In the listing that follows, copy out each line that includes the word "HashMap".

─── Given data ───

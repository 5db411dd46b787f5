use axum::body::Body;
use axum::extract::Query;
use axum::http::StatusCode;
use axum::response::{IntoResponse, Response};
use axum::routing::get;
use axum::{Json, Router};
use memetg_rs::{CardSource, ImageSource, RelayClient, SearchOutcome};
use memetg_server::{build_router, ServeConfig};
use serde_json::{json, Value};
use std::collections::HashMap;
use std::time::Duration;
use tokio::net::TcpListener;

const PNG_BYTES: &[u8] = b"\x89PNG\r\n\x1a\nnot-really-pixels";

async fn fake_named(Query(params): Query<HashMap<String, String>>) -> Response {
    match params.get("fuzzy").map(String::as_str) {
        Some("lightning bolt") => Json(json!({
            "object": "card",
            "name": "Lightning Bolt",
            "type_line": "Instant",
            "oracle_text": "Lightning Bolt deals 3 damage to any target.",
            "image_uris": {"normal": "https://cards.example/bolt.jpg"}
        }))
        .into_response(),
        Some("boom") => StatusCode::SERVICE_UNAVAILABLE.into_response(),
        _ => (
            StatusCode::NOT_FOUND,
            Json(json!({"object": "error", "status": 404})),
        )
            .into_response(),
    }
}

async fn fake_png() -> Response {
    ([("Content-Type", "image/png")], PNG_BYTES).into_response()
}

async fn fake_non_authoritative() -> Response {
    (
        StatusCode::NON_AUTHORITATIVE_INFORMATION,
        [("Content-Type", "image/png")],
        PNG_BYTES,
    )
        .into_response()
}

async fn fake_untyped() -> Response {
    // Bypass axum's automatic content type
    Response::new(Body::from(PNG_BYTES))
}

/// Serve `app` on an ephemeral port and return its origin.
async fn spawn(app: Router) -> String {
    let listener = TcpListener::bind("127.0.0.1:0").await.unwrap();
    let addr = listener.local_addr().unwrap();
    tokio::spawn(async move {
        axum::serve(listener, app).await.unwrap();
    });
    format!("http://{addr}")
}

struct TestRelay {
    origin: String,
    upstream: String,
}

impl TestRelay {
    async fn start() -> Self {
        Self::start_with(ServeConfig::default()).await
    }

    async fn start_with(config: ServeConfig) -> Self {
        let upstream = spawn(
            Router::new()
                .route("/cards/named", get(fake_named))
                .route("/img/bolt.png", get(fake_png))
                .route("/img/cached.png", get(fake_non_authoritative))
                .route("/img/untyped", get(fake_untyped)),
        )
        .await;
        let config = ServeConfig {
            upstream_url: upstream.clone(),
            ..config
        };
        let origin = spawn(build_router(&config).unwrap()).await;
        Self { origin, upstream }
    }

    fn url(&self, path: &str) -> String {
        format!("{}{}", self.origin, path)
    }

    async fn get(&self, path: &str, query: &[(&str, &str)]) -> reqwest::Response {
        reqwest::Client::new()
            .get(self.url(path))
            .query(query)
            .send()
            .await
            .unwrap()
    }
}

async fn error_message(response: reqwest::Response) -> String {
    let body: Value = response.json().await.unwrap();
    body["error"].as_str().unwrap().to_string()
}

#[tokio::test]
async fn test_search_passes_card_through() {
    let relay = TestRelay::start().await;
    let response = relay
        .get("/api/search", &[("name", "lightning bolt")])
        .await;
    assert_eq!(response.status(), 200);

    let card: Value = response.json().await.unwrap();
    assert_eq!(card["name"], "Lightning Bolt");
    assert_eq!(card["object"], "card");
}

#[tokio::test]
async fn test_search_requires_name() {
    let relay = TestRelay::start().await;
    for query in [&[][..], &[("name", "")][..]] {
        let response = relay.get("/api/search", query).await;
        assert_eq!(response.status(), 400);
        assert_eq!(error_message(response).await, "Card name is required");
    }
}

#[tokio::test]
async fn test_search_rejects_other_methods() {
    let relay = TestRelay::start().await;
    let response = reqwest::Client::new()
        .post(relay.url("/api/search?name=bolt"))
        .send()
        .await
        .unwrap();
    assert_eq!(response.status(), 405);
    assert_eq!(error_message(response).await, "Method not allowed");
}

#[tokio::test]
async fn test_search_upstream_failure() {
    let relay = TestRelay::start().await;
    for name in ["boom", "no such card"] {
        let response = relay.get("/api/search", &[("name", name)]).await;
        assert_eq!(response.status(), 500);
        assert_eq!(error_message(response).await, "Failed to fetch card data");
    }
}

#[tokio::test]
async fn test_search_transport_failure() {
    let config = ServeConfig {
        // Nothing listens on the discard port
        upstream_url: "http://127.0.0.1:9".to_string(),
        ..ServeConfig::default()
    };
    let origin = spawn(build_router(&config).unwrap()).await;

    let response = reqwest::Client::new()
        .get(format!("{origin}/api/search?name=bolt"))
        .send()
        .await
        .unwrap();
    assert_eq!(response.status(), 500);
    assert!(error_message(response)
        .await
        .starts_with("HTTP request failed"));
}

#[tokio::test]
async fn test_proxy_requires_url() {
    let relay = TestRelay::start().await;
    let response = relay.get("/api/proxy-image", &[]).await;
    assert_eq!(response.status(), 400);
    assert_eq!(error_message(response).await, "URL parameter is required");
}

#[tokio::test]
async fn test_proxy_relays_bytes() {
    let relay = TestRelay::start().await;
    let image_url = format!("{}/img/bolt.png", relay.upstream);
    let response = relay.get("/api/proxy-image", &[("url", image_url.as_str())]).await;

    assert_eq!(response.status(), 200);
    assert_eq!(response.headers()["content-type"], "image/png");
    assert_eq!(
        response.headers()["cache-control"],
        "public, max-age=86400"
    );
    assert_eq!(response.bytes().await.unwrap().as_ref(), PNG_BYTES);
}

#[tokio::test]
async fn test_proxy_relays_any_success_status() {
    let relay = TestRelay::start().await;
    let image_url = format!("{}/img/cached.png", relay.upstream);
    let response = relay.get("/api/proxy-image", &[("url", image_url.as_str())]).await;

    assert_eq!(response.status(), 200);
    assert_eq!(response.headers()["content-type"], "image/png");
    assert_eq!(response.bytes().await.unwrap().as_ref(), PNG_BYTES);
}

#[tokio::test]
async fn test_proxy_defaults_content_type() {
    let relay = TestRelay::start_with(ServeConfig {
        cache_max_age: 60,
        ..ServeConfig::default()
    })
    .await;
    let image_url = format!("{}/img/untyped", relay.upstream);
    let response = relay.get("/api/proxy-image", &[("url", image_url.as_str())]).await;

    assert_eq!(response.status(), 200);
    assert_eq!(
        response.headers()["content-type"],
        "application/octet-stream"
    );
    assert_eq!(response.headers()["cache-control"], "public, max-age=60");
}

#[tokio::test]
async fn test_proxy_mirrors_upstream_status() {
    let relay = TestRelay::start().await;
    let image_url = format!("{}/img/missing.png", relay.upstream);
    let response = relay.get("/api/proxy-image", &[("url", image_url.as_str())]).await;

    assert_eq!(response.status(), 404);
    assert_eq!(
        error_message(response).await,
        "Failed to fetch image: Not Found"
    );
}

#[tokio::test]
async fn test_proxy_unreachable_origin() {
    let relay = TestRelay::start().await;
    let response = relay
        .get("/api/proxy-image", &[("url", "not a url")])
        .await;
    assert_eq!(response.status(), 500);
    assert_eq!(error_message(response).await, "Failed to proxy image");
}

#[tokio::test]
async fn test_cors_origin() {
    let relay = TestRelay::start_with(ServeConfig {
        cors_origin: Some("http://localhost:3000".to_string()),
        request_timeout: Duration::from_secs(5),
        ..ServeConfig::default()
    })
    .await;
    let response = reqwest::Client::new()
        .get(relay.url("/api/search?name=lightning%20bolt"))
        .header("Origin", "http://localhost:3000")
        .send()
        .await
        .unwrap();
    assert_eq!(response.status(), 200);
    assert_eq!(
        response.headers()["access-control-allow-origin"],
        "http://localhost:3000"
    );
}

#[tokio::test]
async fn test_relay_client_round_trip() {
    let relay = TestRelay::start().await;
    let client = RelayClient::new(relay.origin.clone());

    let SearchOutcome::Found(card) = client.search("lightning bolt").await.unwrap() else {
        panic!("expected a card");
    };
    assert_eq!(card.type_line, "Instant");
    assert_eq!(
        client.search("no such card").await.unwrap(),
        SearchOutcome::NotFound
    );

    let image = client
        .fetch_image(&format!("{}/img/bolt.png", relay.upstream))
        .await
        .unwrap();
    assert_eq!(image.bytes, PNG_BYTES);
    assert_eq!(image.content_type.as_deref(), Some("image/png"));
}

───

* Reply *
use std::collections::HashMap;
async fn fake_named(Query(params): Query<HashMap<String, String>>) -> Response {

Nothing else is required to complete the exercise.